Here you find a cheat-sheet for docker beginners: `CLI Basics <https://sehn.tech/post/devops-with-docker/>`_
The bare metal route is complicated to setup but makes it easier
should you want to contribute some code back. You need to configure and
run the above mentioned components yourself.
The ansible route combines benefits of both options:
the setup process is fully automated, reproducible and `idempotent <https://docs.ansible.com/ansible/latest/reference_appendices/glossary.html#Idempotency>`_,
it includes the same sensible defaults, and it simultaneously provides the flexibility of a bare metal installation.
.. _CLI Basics: https://sehn.tech/post/devops-with-docker/
.. _idempotent: https://docs.ansible.com/ansible/latest/reference_appendices/glossary.html#Idempotency
.. _setup-docker_hub:
Install Paperless from Docker Hub
=================================
1. Login with your user and create a folder in your home-directory `mkdir -v ~/paperless-ng` to have a place for your configuration files and consumption directory.
2. Go to the `/docker/compose directory on the project page <https://github.com/jonaswinkler/paperless-ng/tree/master/docker/compose>`_
and download one of the `docker-compose.*.yml` files, depending on which database backend you
want to use. Rename this file to `docker-compose.yml`.
If you want to enable optional support for Office documents, download a file with `-tika` in the file name.
Download the ``docker-compose.env`` file and the ``.env`` file as well and store them
in the same directory.
.. hint::
For new installations, it is recommended to use PostgreSQL as the database
backend.
3. Install `Docker`_ and `docker-compose`_.
.. caution::
If you want to use the included ``docker-compose.*.yml`` file, you
need to have at least Docker version **17.09.0** and docker-compose
version **1.17.0**.
To check do: `docker-compose -v` or `docker -v`
See the `Docker installation guide`_ on how to install the current
version of Docker for your operating system or Linux distribution of
choice. To get the latest version of docker-compose, follow the
`docker-compose installation guide`_ if your package repository doesn't
include it.
.. _Docker installation guide: https://docs.docker.com/engine/installation/
.. _docker-compose installation guide: https://docs.docker.com/compose/install/
4. Modify ``docker-compose.yml`` to your preferences. You may want to change the path
to the consumption directory. Find the line that specifies where
to mount the consumption directory:
.. code::
- ./consume:/usr/src/paperless/consume
Replace the part BEFORE the colon with a local directory of your choice:
.. code::
- /home/jonaswinkler/paperless-inbox:/usr/src/paperless/consume
Don't change the part after the colon or paperless wont find your documents.

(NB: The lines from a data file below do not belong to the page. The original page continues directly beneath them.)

//! Cache Module
//!
//! Provides the in-memory cache engine: composite key codec, entries with
//! TTL expiration, the locked store and the public facade.

mod entry;
mod facade;
mod key;
mod store;


// Re-export public types
pub use entry::Entry;
pub use facade::Cache;
pub use key::KeyEncoding;
pub use store::{Lookup, Store};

5. Modify ``docker-compose.env``, following the comments in the file. The
most important change is to set ``USERMAP_UID`` and ``USERMAP_GID``
to the uid and gid of your user on the host system. This ensures that
both the docker container and you on the host machine have write access
to the consumption directory. If your UID and GID on the host system is
1000 (the default for the first normal user on most systems), it will
work out of the box without any modifications. `id "username"` to check.
.. note::
You can copy any setting from the file ``paperless.conf.example`` and paste it here.
Have a look at :ref:`configuration` to see what's available.
.. caution::
Some file systems such as NFS network shares don't support file system
notifications with ``inotify``. When storing the consumption directory
on such a file system, paperless will not pick up new files
with the default configuration. You will need to use ``PAPERLESS_CONSUMER_POLLING``,
which will disable inotify. See :ref:`here <configuration-polling>`.

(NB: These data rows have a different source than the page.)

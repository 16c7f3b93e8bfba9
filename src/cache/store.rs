//! Cache Store Module
//!
//! Entry map behind a single reader/writer lock. Keys are already encoded;
//! the store only decodes them again when listing.

use std::collections::HashMap;
use std::time::Duration;

use parking_lot::RwLock;
use tracing::debug;

use crate::cache::{Entry, KeyEncoding};

// == Lookup ==
/// Outcome of a store read.
#[derive(Debug, Clone, PartialEq, Eq)]
pub enum Lookup<T> {
    /// No entry for the key
    Missing,
    /// Entry present but past its expiration; its value has been flushed
    Expired,
    /// Entry present and alive
    Hit(T),
}

// == Cache Store ==
/// Thread-safe entry map.
///
/// Reads take the shared lock, mutations (including the lazy expiry flush
/// and cleanup sweeps) take the exclusive lock.
#[derive(Debug)]
pub struct Store<T> {
    /// Encoded key -> entry
    entries: RwLock<HashMap<String, Entry<T>>>,
    /// Codec used to decode keys for listing
    encoding: KeyEncoding,
}

impl<T: Clone + Default> Store<T> {
    // == Constructor ==
    /// Creates an empty store decoding keys with `encoding`.
    pub fn new(encoding: KeyEncoding) -> Self {
        Self {
            entries: RwLock::new(HashMap::new()),
            encoding,
        }
    }

    /// Returns the key codec of this store.
    pub fn encoding(&self) -> &KeyEncoding {
        &self.encoding
    }

    // == Put ==
    /// Stores a value, overwriting any existing entry for the key.
    ///
    /// A zero `ttl` stores the entry without expiration.
    pub fn put(&self, key: String, value: T, ttl: Duration) {
        let entry = Entry::new(value, ttl);
        self.entries.write().insert(key, entry);
    }

    // == Get ==
    /// Retrieves a value by key.
    ///
    /// Expired entries are flushed to the zero value but stay in the map
    /// until deleted, cleared or swept.
    pub fn get(&self, key: &str) -> Lookup<T> {
        {
            let entries = self.entries.read();
            match entries.get(key) {
                None => return Lookup::Missing,
                Some(entry) if !entry.is_expired() => return Lookup::Hit(entry.value.clone()),
                Some(_) => {}
            }
        }

        // The key may have been replaced or removed between the two locks;
        // only flush what is still expired.
        let mut entries = self.entries.write();
        if let Some(entry) = entries.get_mut(key) {
            if entry.is_expired() {
                entry.flush();
                debug!(key, "flushed expired entry");
            }
        }
        Lookup::Expired
    }

    // == Peek ==
    /// Runs `f` on the entry for `key` under the shared lock.
    ///
    /// Returns None if the key is absent. Never mutates.
    pub fn peek<R>(&self, key: &str, f: impl FnOnce(&Entry<T>) -> R) -> Option<R> {
        self.entries.read().get(key).map(f)
    }

    // == Contains ==
    /// Returns true if the key is present, expired or not.
    pub fn contains(&self, key: &str) -> bool {
        self.entries.read().contains_key(key)
    }

    // == Delete ==
    /// Removes an entry by key. Returns false if the key was absent.
    pub fn delete(&self, key: &str) -> bool {
        self.entries.write().remove(key).is_some()
    }

    // == Clear ==
    /// Replaces the map with an empty one.
    pub fn clear(&self) {
        *self.entries.write() = HashMap::new();
    }

    // == List Keys ==
    /// Returns every present key decoded into its parts, in no particular order.
    pub fn list_keys(&self) -> Vec<Vec<String>> {
        self.entries
            .read()
            .keys()
            .map(|key| self.encoding.decode(key))
            .collect()
    }

    // == List Keys With Prefix ==
    /// Returns every present key whose leading parts equal `prefix`.
    ///
    /// An empty prefix matches all keys. Expired entries that have not been
    /// swept yet are included, the same way [`Store::contains`] sees them.
    pub fn list_keys_with_prefix<S: AsRef<str>>(&self, prefix: &[S]) -> Vec<Vec<String>> {
        self.list_keys()
            .into_iter()
            .filter(|parts| has_prefix(parts, prefix))
            .collect()
    }

    // == Cleanup Expired ==
    /// Removes all expired entries in one pass under the exclusive lock.
    ///
    /// Returns the number of entries removed.
    pub fn remove_expired(&self) -> usize {
        let mut entries = self.entries.write();
        let before = entries.len();
        entries.retain(|_, entry| !entry.is_expired());
        before - entries.len()
    }

    // == Length ==
    /// Returns the number of present keys, expired or not.
    pub fn len(&self) -> usize {
        self.entries.read().len()
    }

    // == Is Empty ==
    /// Returns true if the store holds no keys.
    pub fn is_empty(&self) -> bool {
        self.entries.read().is_empty()
    }
}

/// True if `parts` starts with every element of `prefix`, in order.
fn has_prefix<S: AsRef<str>>(parts: &[String], prefix: &[S]) -> bool {
    parts.len() >= prefix.len()
        && parts
            .iter()
            .zip(prefix)
            .all(|(part, expected)| part == expected.as_ref())
}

6. Now head over to: https://hub.docker.com/r/jonaswinkler/paperless-ng and choose your preferred
image and copy the link. To download this image do a `docker pull` followed by the link. Do this within the directory with the .yml files.

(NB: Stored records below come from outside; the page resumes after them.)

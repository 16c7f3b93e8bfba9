//! Mini Memcache - An embeddable in-memory cache
//!
//! Generic, thread-safe key-value cache with composite keys, per-entry TTL
//! expiration, prefix lookup and an optional background cleanup sweep.

pub mod cache;
pub mod config;
pub mod error;
pub mod tasks;

pub use cache::{Cache, KeyEncoding};
pub use config::{CacheConfig, DEFAULT_CLEANUP_INTERVAL};
pub use error::{CacheError, Result};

Depending on your network connection and CPU this will take a while. You have time to get a beverage.
7. Run ``docker-compose up -d``. This will create and start the necessary
containers, but your are not done yet!
8. To be able to login, you will need a super user. To create it, execute the
following command:
.. code-block:: shell-session
$ docker-compose run --rm webserver createsuperuser
This will prompt you to set a username, an optional e-mail address and
finally a password (at least 8 characters).
9. The default ``docker-compose.yml`` exports the webserver on your local port
8000. If you haven't adapted this, you should now be able to visit your
Paperless instance at ``http://127.0.0.1:8000`` or your servers IP-Address:8000.
Use the login credentials you have created with the previous step.
.. _Docker: https://www.docker.com/
.. _docker-compose: https://docs.docker.com/compose/install/
.. _setup-docker_build:
Build the docker image yourself
===============================
1. Clone the entire repository of paperless:
.. code:: shell-session
git clone https://github.com/jonaswinkler/paperless-ng
The master branch always reflects the latest stable version.
2. Copy one of the ``docker/compose/docker-compose.*.yml`` to ``docker-compose.yml`` in the root folder,
depending on which database backend you want to use. Copy
``docker-compose.env`` into the project root as well.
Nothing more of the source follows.